(AVAILABLE DATA Opens)

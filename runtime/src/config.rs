//! Session configuration.
//!
//! Values are normally loaded from the environment at startup:
//!
//! | variable | default |
//! |---|---|
//! | `SESSION_SECRET_KEY` | required |
//! | `SESSION_TABLE` | `sessions` |
//! | `SESSION_LOCKING` | `null` (`null` or `pessimistic`) |
//! | `SESSION_SHADOW_KEYS` | none (comma-separated) |
//! | `SESSION_LOCK_EXPIRY_MS` | `30000` |
//! | `SESSION_LOCK_MAX_RETRIES` | `10` |
//!
//! # Example
//!
//! ```rust
//! use composable_session_runtime::config::{LockingMode, SessionConfig};
//!
//! let config = SessionConfig::new("server-secret")
//!     .with_locking(LockingMode::Pessimistic)
//!     .with_shadow_keys(["user_id"]);
//!
//! assert!(config.validate().is_ok());
//! ```

use crate::retry::RetryPolicy;
use composable_session_core::{SessionError, SessionSigner, TableSpec, columns};
use std::collections::HashSet;
use std::fmt;
use std::str::FromStr;
use std::time::Duration;
use thiserror::Error;

/// Configuration errors.
#[derive(Debug, Error, Clone, PartialEq, Eq)]
pub enum ConfigError {
    /// No secret key was supplied.
    #[error("SESSION_SECRET_KEY is not set")]
    MissingSecretKey,

    /// A variable could not be parsed.
    #[error("Invalid value for {var}: {value}")]
    Parse {
        /// Variable name
        var: &'static str,
        /// Offending value
        value: String,
    },

    /// The configuration is inconsistent.
    #[error("Configuration validation failed: {0}")]
    Validation(String),
}

impl From<ConfigError> for SessionError {
    fn from(err: ConfigError) -> Self {
        match err {
            ConfigError::MissingSecretKey => Self::MissingSecretKey,
            other => Self::Config(other.to_string()),
        }
    }
}

/// Which concurrency strategy guards session writes.
#[derive(Debug, Clone, Copy, PartialEq, Eq, Default)]
pub enum LockingMode {
    /// Last writer wins per column.
    #[default]
    Null,
    /// Exclusive lock per session for the duration of a request.
    Pessimistic,
}

impl FromStr for LockingMode {
    type Err = ConfigError;

    fn from_str(s: &str) -> Result<Self, Self::Err> {
        match s.trim().to_lowercase().as_str() {
            "null" | "none" => Ok(Self::Null),
            "pessimistic" => Ok(Self::Pessimistic),
            _ => Err(ConfigError::Parse {
                var: "SESSION_LOCKING",
                value: s.to_string(),
            }),
        }
    }
}

/// Table definition.
#[derive(Debug, Clone, PartialEq, Eq)]
pub struct TableConfig {
    /// Table name.
    ///
    /// Default: `sessions`
    pub name: String,

    /// Primary key column.
    ///
    /// Default: `id`
    pub key_attribute: String,

    /// Secondary index names.
    pub secondary_indexes: Vec<String>,

    /// Provisioned read capacity.
    ///
    /// Default: 5
    pub read_capacity: u64,

    /// Provisioned write capacity.
    ///
    /// Default: 5
    pub write_capacity: u64,
}

impl TableConfig {
    /// Default table layout under `name`.
    #[must_use]
    pub fn named(name: impl Into<String>) -> Self {
        Self {
            name: name.into(),
            ..Self::default()
        }
    }

    /// Table spec handed to a [`TableAdmin`](composable_session_core::TableAdmin).
    #[must_use]
    pub fn spec(&self) -> TableSpec {
        TableSpec {
            name: self.name.clone(),
            key_attribute: self.key_attribute.clone(),
            secondary_indexes: self.secondary_indexes.clone(),
            read_capacity: self.read_capacity,
            write_capacity: self.write_capacity,
        }
    }
}

impl Default for TableConfig {
    fn default() -> Self {
        Self {
            name: "sessions".to_string(),
            key_attribute: "id".to_string(),
            secondary_indexes: Vec::new(),
            read_capacity: 5,
            write_capacity: 5,
        }
    }
}

/// Pessimistic lock tuning.
#[derive(Debug, Clone, PartialEq)]
pub struct LockConfig {
    /// Age after which a held lock may be seized.
    ///
    /// Default: 30 seconds
    pub expiry: Duration,

    /// Backoff between acquisition attempts.
    pub retry: RetryPolicy,
}

impl LockConfig {
    /// Set lock expiry.
    #[must_use]
    pub const fn with_expiry(mut self, expiry: Duration) -> Self {
        self.expiry = expiry;
        self
    }

    /// Set acquisition backoff.
    #[must_use]
    pub fn with_retry(mut self, retry: RetryPolicy) -> Self {
        self.retry = retry;
        self
    }
}

impl Default for LockConfig {
    fn default() -> Self {
        Self {
            expiry: Duration::from_secs(30),
            retry: RetryPolicy::default(),
        }
    }
}

/// Session persistence configuration.
#[derive(Clone, PartialEq)]
pub struct SessionConfig {
    /// Backing table.
    pub table: TableConfig,

    /// Server secret for signing session ids.
    pub secret_key: String,

    /// Concurrency strategy.
    pub locking: LockingMode,

    /// Attribute keys mirrored into their own columns.
    pub shadow_keys: Vec<String>,

    /// Pessimistic lock tuning (ignored by null locking).
    pub lock: LockConfig,
}

impl SessionConfig {
    /// Defaults with the given secret.
    #[must_use]
    pub fn new(secret_key: impl Into<String>) -> Self {
        Self {
            table: TableConfig::default(),
            secret_key: secret_key.into(),
            locking: LockingMode::default(),
            shadow_keys: Vec::new(),
            lock: LockConfig::default(),
        }
    }

    /// Set the backing table.
    #[must_use]
    pub fn with_table(mut self, table: TableConfig) -> Self {
        self.table = table;
        self
    }

    /// Set the concurrency strategy.
    #[must_use]
    pub const fn with_locking(mut self, locking: LockingMode) -> Self {
        self.locking = locking;
        self
    }

    /// Set the shadow keys.
    #[must_use]
    pub fn with_shadow_keys<I, S>(mut self, keys: I) -> Self
    where
        I: IntoIterator<Item = S>,
        S: Into<String>,
    {
        self.shadow_keys = keys.into_iter().map(Into::into).collect();
        self
    }

    /// Set pessimistic lock tuning.
    #[must_use]
    pub fn with_lock(mut self, lock: LockConfig) -> Self {
        self.lock = lock;
        self
    }

    /// Load from process environment variables.
    ///
    /// # Errors
    ///
    /// See [`SessionConfig::from_lookup`].
    pub fn from_env() -> Result<Self, ConfigError> {
        Self::from_lookup(|var| std::env::var(var).ok())
    }

    /// Load using an arbitrary variable lookup.
    ///
    /// # Errors
    ///
    /// Returns error if:
    /// - `SESSION_SECRET_KEY` is missing or empty → [`ConfigError::MissingSecretKey`]
    /// - A numeric or enum variable does not parse → [`ConfigError::Parse`]
    /// - The result fails [`SessionConfig::validate`]
    pub fn from_lookup<F>(lookup: F) -> Result<Self, ConfigError>
    where
        F: Fn(&str) -> Option<String>,
    {
        let secret = lookup("SESSION_SECRET_KEY")
            .filter(|s| !s.is_empty())
            .ok_or(ConfigError::MissingSecretKey)?;
        let mut config = Self::new(secret);

        if let Some(name) = lookup("SESSION_TABLE") {
            config.table.name = name;
        }
        if let Some(mode) = lookup("SESSION_LOCKING") {
            config.locking = mode.parse()?;
        }
        if let Some(keys) = lookup("SESSION_SHADOW_KEYS") {
            config.shadow_keys = keys
                .split(',')
                .map(str::trim)
                .filter(|k| !k.is_empty())
                .map(str::to_string)
                .collect();
        }
        if let Some(ms) = lookup("SESSION_LOCK_EXPIRY_MS") {
            let ms = parse_number("SESSION_LOCK_EXPIRY_MS", &ms)?;
            config.lock.expiry = Duration::from_millis(ms);
        }
        if let Some(retries) = lookup("SESSION_LOCK_MAX_RETRIES") {
            let retries = parse_number("SESSION_LOCK_MAX_RETRIES", &retries)?;
            config.lock.retry.max_retries = usize::try_from(retries).map_err(|_| {
                ConfigError::Parse {
                    var: "SESSION_LOCK_MAX_RETRIES",
                    value: retries.to_string(),
                }
            })?;
        }

        config.validate()?;
        Ok(config)
    }

    /// Validate configuration.
    ///
    /// # Errors
    ///
    /// Returns error if:
    /// - The secret key is empty → [`ConfigError::MissingSecretKey`]
    /// - The table name is empty
    /// - Lock expiry is zero
    /// - A shadow key is empty, duplicated, or names an engine column
    pub fn validate(&self) -> Result<(), ConfigError> {
        if self.secret_key.is_empty() {
            return Err(ConfigError::MissingSecretKey);
        }
        if self.table.name.trim().is_empty() {
            return Err(ConfigError::Validation(
                "table name cannot be empty".to_string(),
            ));
        }
        if self.lock.expiry.is_zero() {
            return Err(ConfigError::Validation(
                "lock expiry must be > 0".to_string(),
            ));
        }

        let mut seen = HashSet::new();
        for key in &self.shadow_keys {
            if key.is_empty() {
                return Err(ConfigError::Validation(
                    "shadow keys cannot be empty".to_string(),
                ));
            }
            if columns::is_reserved(key) || *key == self.table.key_attribute {
                return Err(ConfigError::Validation(format!(
                    "shadow key {key} collides with a reserved column"
                )));
            }
            if !seen.insert(key.as_str()) {
                return Err(ConfigError::Validation(format!(
                    "shadow key {key} is listed twice"
                )));
            }
        }

        Ok(())
    }

    /// Build the id signer.
    ///
    /// # Errors
    ///
    /// Returns [`SessionError::MissingSecretKey`] if no secret is configured.
    pub fn signer(&self) -> Result<SessionSigner, SessionError> {
        SessionSigner::new(self.secret_key.as_bytes())
    }
}

impl fmt::Debug for SessionConfig {
    fn fmt(&self, f: &mut fmt::Formatter<'_>) -> fmt::Result {
        f.debug_struct("SessionConfig")
            .field("table", &self.table)
            .field("secret_key", &"<redacted>")
            .field("locking", &self.locking)
            .field("shadow_keys", &self.shadow_keys)
            .field("lock", &self.lock)
            .finish()
    }
}

fn parse_number(var: &'static str, value: &str) -> Result<u64, ConfigError> {
    value.trim().parse().map_err(|_| ConfigError::Parse {
        var,
        value: value.to_string(),
    })
}
//! Strategy chosen from configuration.

use crate::config::{LockingMode, SessionConfig};
use crate::null::NullLocking;
use crate::pessimistic::PessimisticLocking;
use composable_session_core::{
    KeyValueStore, LockingStrategy, RequestContext, Result, SessionData, SessionEnvironment,
    SessionId, SessionSnapshot, SetOptions,
};

/// Either locking strategy, selected at startup.
#[derive(Clone)]
pub enum Locking<S> {
    /// Last writer wins.
    Null(NullLocking<S>),
    /// Exclusive lock per request.
    Pessimistic(PessimisticLocking<S>),
}

impl<S: KeyValueStore> Locking<S> {
    /// Build the strategy named by `config.locking`.
    #[must_use]
    pub fn from_config(config: &SessionConfig, store: S, env: SessionEnvironment) -> Self {
        let shadow_keys = config.shadow_keys.clone();
        match config.locking {
            LockingMode::Null => Self::Null(NullLocking::new(store, shadow_keys, env)),
            LockingMode::Pessimistic => Self::Pessimistic(PessimisticLocking::new(
                store,
                shadow_keys,
                config.lock.clone(),
                env,
            )),
        }
    }

    /// Mode this strategy was built for.
    #[must_use]
    pub const fn mode(&self) -> LockingMode {
        match self {
            Self::Null(_) => LockingMode::Null,
            Self::Pessimistic(_) => LockingMode::Pessimistic,
        }
    }
}

impl<S: KeyValueStore> LockingStrategy for Locking<S> {
    async fn get(&self, id: &SessionId, ctx: &mut RequestContext) -> Result<SessionSnapshot> {
        match self {
            Self::Null(strategy) => strategy.get(id, ctx).await,
            Self::Pessimistic(strategy) => strategy.get(id, ctx).await,
        }
    }

    async fn set(
        &self,
        id: &SessionId,
        attributes: &SessionData,
        options: SetOptions,
        ctx: &mut RequestContext,
    ) -> Result<Option<SessionId>> {
        match self {
            Self::Null(strategy) => strategy.set(id, attributes, options, ctx).await,
            Self::Pessimistic(strategy) => strategy.set(id, attributes, options, ctx).await,
        }
    }

    async fn delete(&self, id: &SessionId, ctx: &mut RequestContext) -> Result<()> {
        match self {
            Self::Null(strategy) => strategy.delete(id, ctx).await,
            Self::Pessimistic(strategy) => strategy.delete(id, ctx).await,
        }
    }

    async fn release(&self, id: &SessionId, ctx: &mut RequestContext) -> Result<()> {
        match self {
            Self::Null(strategy) => strategy.release(id, ctx).await,
            Self::Pessimistic(strategy) => strategy.release(id, ctx).await,
        }
    }
}
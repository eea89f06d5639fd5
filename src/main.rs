use gradebookd::config::CalcConfig;
use gradebookd::ipc;
use std::io::{self, BufRead, Write};
use tracing_subscriber::EnvFilter;

fn init_logging() {
    // stdout carries protocol responses, so logs go to stderr only.
    let filter = EnvFilter::try_from_default_env().unwrap_or_else(|_| EnvFilter::new("info"));
    tracing_subscriber::fmt()
        .with_env_filter(filter)
        .with_target(true)
        .with_ansi(false)
        .with_writer(io::stderr)
        .init();
}

fn main() {
    init_logging();
    tracing::info!(version = env!("CARGO_PKG_VERSION"), "gradebookd starting");

    let mut state = ipc::AppState::new(CalcConfig::from_env());

    let stdin = io::stdin();
    let mut stdout = io::stdout();

    for line in stdin.lock().lines() {
        let line = match line {
            Ok(v) => v,
            Err(e) => {
                tracing::error!(error = %e, "stdin read failed");
                break;
            }
        };
        if line.trim().is_empty() {
            continue;
        }

        let req: ipc::Request = match serde_json::from_str(&line) {
            Ok(v) => v,
            Err(e) => {
                // Can't reply without id.
                tracing::warn!(error = %e, "unparseable request line");
                let resp = serde_json::json!({
                    "ok": false,
                    "error": { "code": "bad_json", "message": e.to_string() }
                });
                let _ = writeln!(stdout, "{}", resp);
                let _ = stdout.flush();
                continue;
            }
        };

        let resp = ipc::handle_request(&mut state, req);
        let _ = writeln!(
            stdout,
            "{}",
            serde_json::to_string(&resp).unwrap_or_else(|_| "{\"ok\":false}".to_string())
        );
        let _ = stdout.flush();
    }
    tracing::info!("stdin closed, exiting");
}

(AVAILABLE DATA Closes)

■ PROBLEM REQUIREMENTS
Copy every line of the entries above in which "info" occurs.

■ SOLVED EXERCISE
    let filter = EnvFilter::try_from_default_env().unwrap_or_else(|_| EnvFilter::new("info"));
    tracing::info!(version = env!("CARGO_PKG_VERSION"), "gradebookd starting");
    tracing::info!("stdin closed, exiting");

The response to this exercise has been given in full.